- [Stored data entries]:
· · · · ·
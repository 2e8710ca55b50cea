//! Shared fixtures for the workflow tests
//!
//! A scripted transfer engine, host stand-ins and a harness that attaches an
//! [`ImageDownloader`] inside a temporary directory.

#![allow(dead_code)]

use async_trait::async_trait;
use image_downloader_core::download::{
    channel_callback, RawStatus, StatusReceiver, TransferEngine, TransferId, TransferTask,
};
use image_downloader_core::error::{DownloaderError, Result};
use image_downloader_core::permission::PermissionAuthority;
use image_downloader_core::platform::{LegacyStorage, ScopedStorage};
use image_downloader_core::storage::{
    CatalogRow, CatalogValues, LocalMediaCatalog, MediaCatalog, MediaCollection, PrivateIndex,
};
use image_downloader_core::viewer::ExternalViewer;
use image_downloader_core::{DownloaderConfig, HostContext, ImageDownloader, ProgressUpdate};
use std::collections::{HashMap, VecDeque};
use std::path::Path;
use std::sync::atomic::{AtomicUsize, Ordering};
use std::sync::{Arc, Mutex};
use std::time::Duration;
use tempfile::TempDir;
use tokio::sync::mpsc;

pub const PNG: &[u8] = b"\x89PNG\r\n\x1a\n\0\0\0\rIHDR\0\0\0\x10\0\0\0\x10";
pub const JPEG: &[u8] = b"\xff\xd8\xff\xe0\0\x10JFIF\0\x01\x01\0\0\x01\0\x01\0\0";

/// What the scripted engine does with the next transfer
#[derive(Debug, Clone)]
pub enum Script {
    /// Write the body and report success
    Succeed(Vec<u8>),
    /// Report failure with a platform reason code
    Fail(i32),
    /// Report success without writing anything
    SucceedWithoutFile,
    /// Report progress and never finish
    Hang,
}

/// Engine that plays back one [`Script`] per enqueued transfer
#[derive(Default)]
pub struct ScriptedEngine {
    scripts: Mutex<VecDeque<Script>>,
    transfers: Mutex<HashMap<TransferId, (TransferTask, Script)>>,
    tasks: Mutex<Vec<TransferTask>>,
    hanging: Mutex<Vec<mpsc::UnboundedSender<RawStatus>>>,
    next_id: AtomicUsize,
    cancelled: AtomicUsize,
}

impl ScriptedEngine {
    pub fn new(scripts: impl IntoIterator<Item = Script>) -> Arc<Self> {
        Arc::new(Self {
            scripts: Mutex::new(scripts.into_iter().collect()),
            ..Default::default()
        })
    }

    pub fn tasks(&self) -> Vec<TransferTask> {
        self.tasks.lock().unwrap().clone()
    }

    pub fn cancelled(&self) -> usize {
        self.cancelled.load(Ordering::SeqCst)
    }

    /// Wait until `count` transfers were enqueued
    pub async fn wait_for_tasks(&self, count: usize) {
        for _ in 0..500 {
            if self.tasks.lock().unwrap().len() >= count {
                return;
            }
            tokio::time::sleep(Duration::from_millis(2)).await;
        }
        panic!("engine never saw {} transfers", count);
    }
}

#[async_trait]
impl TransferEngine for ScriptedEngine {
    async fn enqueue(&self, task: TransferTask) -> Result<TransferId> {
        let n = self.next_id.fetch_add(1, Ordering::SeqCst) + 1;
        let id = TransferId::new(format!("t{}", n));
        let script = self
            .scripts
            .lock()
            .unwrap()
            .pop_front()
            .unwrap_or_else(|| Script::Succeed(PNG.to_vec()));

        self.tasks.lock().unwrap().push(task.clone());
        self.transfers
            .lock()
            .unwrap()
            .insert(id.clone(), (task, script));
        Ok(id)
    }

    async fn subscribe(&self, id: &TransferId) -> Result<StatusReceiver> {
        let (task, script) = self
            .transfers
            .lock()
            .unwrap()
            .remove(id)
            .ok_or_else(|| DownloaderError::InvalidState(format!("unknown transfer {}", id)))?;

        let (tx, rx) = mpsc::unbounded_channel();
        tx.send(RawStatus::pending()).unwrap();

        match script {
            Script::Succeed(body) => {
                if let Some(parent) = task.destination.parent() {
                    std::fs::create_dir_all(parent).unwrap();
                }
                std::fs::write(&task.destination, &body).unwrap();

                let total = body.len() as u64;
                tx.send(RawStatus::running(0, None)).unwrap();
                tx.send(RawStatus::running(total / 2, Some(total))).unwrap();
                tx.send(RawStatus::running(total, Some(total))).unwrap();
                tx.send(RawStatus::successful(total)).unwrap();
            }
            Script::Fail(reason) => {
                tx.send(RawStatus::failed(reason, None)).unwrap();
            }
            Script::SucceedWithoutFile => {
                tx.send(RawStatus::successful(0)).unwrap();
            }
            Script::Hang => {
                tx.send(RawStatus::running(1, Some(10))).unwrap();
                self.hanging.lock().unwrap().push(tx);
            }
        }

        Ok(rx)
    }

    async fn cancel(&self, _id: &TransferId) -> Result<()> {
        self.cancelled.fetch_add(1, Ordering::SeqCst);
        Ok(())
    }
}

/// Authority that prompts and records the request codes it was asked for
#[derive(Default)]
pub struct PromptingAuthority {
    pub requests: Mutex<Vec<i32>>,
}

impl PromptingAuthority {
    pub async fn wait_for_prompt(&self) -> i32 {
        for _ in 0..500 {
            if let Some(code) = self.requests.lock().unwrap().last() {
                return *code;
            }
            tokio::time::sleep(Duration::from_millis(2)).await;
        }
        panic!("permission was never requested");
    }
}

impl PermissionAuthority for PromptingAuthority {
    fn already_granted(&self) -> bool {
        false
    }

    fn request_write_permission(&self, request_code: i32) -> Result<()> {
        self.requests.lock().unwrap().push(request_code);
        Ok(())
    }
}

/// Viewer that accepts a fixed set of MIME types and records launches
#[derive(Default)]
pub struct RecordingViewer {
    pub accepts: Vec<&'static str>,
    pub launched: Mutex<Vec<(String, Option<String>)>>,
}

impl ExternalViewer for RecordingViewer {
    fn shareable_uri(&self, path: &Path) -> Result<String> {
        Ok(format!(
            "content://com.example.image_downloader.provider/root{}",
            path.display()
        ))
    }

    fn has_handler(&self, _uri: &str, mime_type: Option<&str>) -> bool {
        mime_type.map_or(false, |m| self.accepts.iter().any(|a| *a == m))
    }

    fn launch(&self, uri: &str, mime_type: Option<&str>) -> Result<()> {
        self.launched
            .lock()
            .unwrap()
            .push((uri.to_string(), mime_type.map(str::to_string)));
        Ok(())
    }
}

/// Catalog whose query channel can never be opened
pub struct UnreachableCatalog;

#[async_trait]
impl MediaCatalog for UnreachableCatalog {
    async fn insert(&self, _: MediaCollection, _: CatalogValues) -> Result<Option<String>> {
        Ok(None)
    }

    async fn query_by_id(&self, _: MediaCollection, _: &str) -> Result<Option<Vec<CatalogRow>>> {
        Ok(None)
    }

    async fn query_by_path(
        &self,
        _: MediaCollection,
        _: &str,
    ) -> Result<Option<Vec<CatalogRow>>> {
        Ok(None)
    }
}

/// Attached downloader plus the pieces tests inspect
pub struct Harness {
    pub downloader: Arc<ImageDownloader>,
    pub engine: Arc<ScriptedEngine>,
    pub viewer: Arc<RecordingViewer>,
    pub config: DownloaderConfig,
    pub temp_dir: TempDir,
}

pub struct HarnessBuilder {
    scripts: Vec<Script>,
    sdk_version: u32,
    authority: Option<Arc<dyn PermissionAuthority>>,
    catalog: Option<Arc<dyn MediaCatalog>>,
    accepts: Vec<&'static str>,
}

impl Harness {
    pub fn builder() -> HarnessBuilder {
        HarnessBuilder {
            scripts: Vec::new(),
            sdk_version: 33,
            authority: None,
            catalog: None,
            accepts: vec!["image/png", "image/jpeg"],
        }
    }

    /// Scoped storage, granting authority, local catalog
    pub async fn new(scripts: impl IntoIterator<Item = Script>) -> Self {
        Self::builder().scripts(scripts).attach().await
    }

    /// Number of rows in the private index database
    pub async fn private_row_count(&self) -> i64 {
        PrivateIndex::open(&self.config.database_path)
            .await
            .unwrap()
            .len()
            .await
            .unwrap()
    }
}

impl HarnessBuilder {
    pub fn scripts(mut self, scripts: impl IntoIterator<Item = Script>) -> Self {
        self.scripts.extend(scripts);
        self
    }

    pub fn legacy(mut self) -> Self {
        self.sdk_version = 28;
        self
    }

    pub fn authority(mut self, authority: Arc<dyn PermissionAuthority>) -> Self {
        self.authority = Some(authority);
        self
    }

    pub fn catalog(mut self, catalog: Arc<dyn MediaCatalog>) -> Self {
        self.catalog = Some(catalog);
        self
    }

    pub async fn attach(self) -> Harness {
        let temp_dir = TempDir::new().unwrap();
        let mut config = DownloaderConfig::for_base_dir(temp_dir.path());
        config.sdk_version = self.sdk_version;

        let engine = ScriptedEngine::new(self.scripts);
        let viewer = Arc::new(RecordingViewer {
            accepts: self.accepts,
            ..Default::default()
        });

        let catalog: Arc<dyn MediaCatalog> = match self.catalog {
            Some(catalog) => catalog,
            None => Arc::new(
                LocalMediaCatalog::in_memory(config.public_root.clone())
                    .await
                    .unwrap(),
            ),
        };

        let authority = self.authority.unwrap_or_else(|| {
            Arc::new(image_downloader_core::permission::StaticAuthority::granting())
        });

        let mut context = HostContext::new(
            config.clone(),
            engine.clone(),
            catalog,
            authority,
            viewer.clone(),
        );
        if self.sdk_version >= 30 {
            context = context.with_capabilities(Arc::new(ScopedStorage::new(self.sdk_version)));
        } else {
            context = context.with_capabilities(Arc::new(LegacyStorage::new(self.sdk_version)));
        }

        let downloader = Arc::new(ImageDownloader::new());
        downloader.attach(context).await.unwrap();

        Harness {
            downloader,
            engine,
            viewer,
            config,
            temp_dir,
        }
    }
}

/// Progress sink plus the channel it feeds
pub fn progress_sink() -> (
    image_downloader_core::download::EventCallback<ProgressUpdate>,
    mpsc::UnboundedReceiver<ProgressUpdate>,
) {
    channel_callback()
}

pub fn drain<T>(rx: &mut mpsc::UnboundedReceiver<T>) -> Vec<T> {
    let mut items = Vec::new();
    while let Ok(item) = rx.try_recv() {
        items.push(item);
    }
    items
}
· · · · ·
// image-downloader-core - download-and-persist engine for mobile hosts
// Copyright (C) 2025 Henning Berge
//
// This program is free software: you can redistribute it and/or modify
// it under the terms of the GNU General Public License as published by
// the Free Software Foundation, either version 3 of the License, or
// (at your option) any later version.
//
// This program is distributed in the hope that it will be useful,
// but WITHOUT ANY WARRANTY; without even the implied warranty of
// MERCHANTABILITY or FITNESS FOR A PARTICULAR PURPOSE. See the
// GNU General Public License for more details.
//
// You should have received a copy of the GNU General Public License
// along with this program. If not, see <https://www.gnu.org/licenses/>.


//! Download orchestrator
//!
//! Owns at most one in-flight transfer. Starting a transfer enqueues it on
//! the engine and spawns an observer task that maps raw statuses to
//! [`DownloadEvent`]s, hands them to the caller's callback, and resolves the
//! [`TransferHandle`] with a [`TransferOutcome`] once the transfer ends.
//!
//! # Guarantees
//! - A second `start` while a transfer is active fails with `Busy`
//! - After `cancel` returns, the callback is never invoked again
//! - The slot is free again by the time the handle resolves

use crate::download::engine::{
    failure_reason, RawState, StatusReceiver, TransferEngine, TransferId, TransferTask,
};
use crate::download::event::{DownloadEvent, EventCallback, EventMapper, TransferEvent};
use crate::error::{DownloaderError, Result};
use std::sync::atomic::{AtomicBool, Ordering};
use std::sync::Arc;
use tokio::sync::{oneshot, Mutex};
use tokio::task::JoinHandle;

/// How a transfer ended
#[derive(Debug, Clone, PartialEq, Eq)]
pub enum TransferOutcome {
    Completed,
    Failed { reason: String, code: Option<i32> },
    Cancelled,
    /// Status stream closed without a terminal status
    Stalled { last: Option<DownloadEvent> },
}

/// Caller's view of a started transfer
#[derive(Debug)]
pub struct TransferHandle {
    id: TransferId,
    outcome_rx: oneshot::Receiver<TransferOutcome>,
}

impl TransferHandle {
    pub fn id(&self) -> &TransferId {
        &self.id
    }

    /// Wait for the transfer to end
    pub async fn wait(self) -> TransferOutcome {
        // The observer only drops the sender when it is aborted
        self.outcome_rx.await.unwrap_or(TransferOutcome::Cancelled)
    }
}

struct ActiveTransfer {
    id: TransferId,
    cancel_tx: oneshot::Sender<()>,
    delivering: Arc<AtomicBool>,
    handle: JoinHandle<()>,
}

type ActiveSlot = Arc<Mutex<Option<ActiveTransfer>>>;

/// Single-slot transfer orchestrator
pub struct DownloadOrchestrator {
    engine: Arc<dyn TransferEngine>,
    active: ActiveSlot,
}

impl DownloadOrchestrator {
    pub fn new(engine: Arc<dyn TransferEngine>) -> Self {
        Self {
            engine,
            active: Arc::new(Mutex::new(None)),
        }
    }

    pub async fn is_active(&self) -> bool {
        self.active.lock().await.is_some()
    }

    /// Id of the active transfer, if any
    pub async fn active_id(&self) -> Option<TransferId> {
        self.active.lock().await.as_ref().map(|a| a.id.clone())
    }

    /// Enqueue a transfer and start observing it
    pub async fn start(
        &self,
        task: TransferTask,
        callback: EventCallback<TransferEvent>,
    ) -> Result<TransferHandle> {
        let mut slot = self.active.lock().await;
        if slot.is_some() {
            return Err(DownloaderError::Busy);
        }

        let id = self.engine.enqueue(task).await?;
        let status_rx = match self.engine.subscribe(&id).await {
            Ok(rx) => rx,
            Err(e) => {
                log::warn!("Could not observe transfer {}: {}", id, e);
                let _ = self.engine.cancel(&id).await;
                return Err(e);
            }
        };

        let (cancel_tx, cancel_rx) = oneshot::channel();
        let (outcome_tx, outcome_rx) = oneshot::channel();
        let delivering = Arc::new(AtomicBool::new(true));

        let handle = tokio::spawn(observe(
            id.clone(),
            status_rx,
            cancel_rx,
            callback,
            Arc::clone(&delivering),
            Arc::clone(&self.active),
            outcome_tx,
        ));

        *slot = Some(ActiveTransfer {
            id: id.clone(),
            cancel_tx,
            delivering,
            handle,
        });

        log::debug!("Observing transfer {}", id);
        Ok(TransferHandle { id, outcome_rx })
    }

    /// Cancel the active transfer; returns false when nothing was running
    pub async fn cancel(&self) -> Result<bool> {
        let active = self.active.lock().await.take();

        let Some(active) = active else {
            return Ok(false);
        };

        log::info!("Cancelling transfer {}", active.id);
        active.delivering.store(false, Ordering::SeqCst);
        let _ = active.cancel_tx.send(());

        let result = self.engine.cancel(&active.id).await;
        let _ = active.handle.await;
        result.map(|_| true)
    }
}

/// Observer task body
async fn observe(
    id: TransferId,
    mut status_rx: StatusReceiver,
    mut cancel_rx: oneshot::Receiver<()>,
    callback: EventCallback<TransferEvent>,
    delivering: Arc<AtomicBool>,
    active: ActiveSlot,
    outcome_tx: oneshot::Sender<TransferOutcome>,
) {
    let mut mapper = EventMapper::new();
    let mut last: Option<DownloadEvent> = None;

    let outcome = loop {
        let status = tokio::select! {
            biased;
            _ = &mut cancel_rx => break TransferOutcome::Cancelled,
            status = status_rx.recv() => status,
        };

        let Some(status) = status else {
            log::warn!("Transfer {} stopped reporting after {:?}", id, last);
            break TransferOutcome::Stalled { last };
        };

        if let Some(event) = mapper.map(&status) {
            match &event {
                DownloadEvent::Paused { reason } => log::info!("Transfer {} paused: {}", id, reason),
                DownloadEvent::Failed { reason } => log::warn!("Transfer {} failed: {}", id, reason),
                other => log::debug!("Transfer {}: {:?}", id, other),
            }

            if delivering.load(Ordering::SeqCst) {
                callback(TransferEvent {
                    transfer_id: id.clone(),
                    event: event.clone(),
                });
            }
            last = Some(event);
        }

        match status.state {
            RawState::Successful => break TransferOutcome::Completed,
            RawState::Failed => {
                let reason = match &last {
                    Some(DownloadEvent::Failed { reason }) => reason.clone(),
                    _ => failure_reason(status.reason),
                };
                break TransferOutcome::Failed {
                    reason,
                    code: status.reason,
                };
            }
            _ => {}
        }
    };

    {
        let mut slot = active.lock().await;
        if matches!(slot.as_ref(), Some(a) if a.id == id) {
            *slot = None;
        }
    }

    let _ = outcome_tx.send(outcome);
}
· · · · ·
- [TASK OBJECTIVE]:
What you give back should be exactly the lines of the data above from the line with "repository 2e8710ca55b50cea" through the line with "use async_trait::async_trait;", both of those included, and nothing more.

- [RESPONSE BOX]:
repository 2e8710ca55b50cea
//! Shared fixtures for the workflow tests
//!
//! A scripted transfer engine, host stand-ins and a harness that attaches an
//! [`ImageDownloader`] inside a temporary directory.

#![allow(dead_code)]

use async_trait::async_trait;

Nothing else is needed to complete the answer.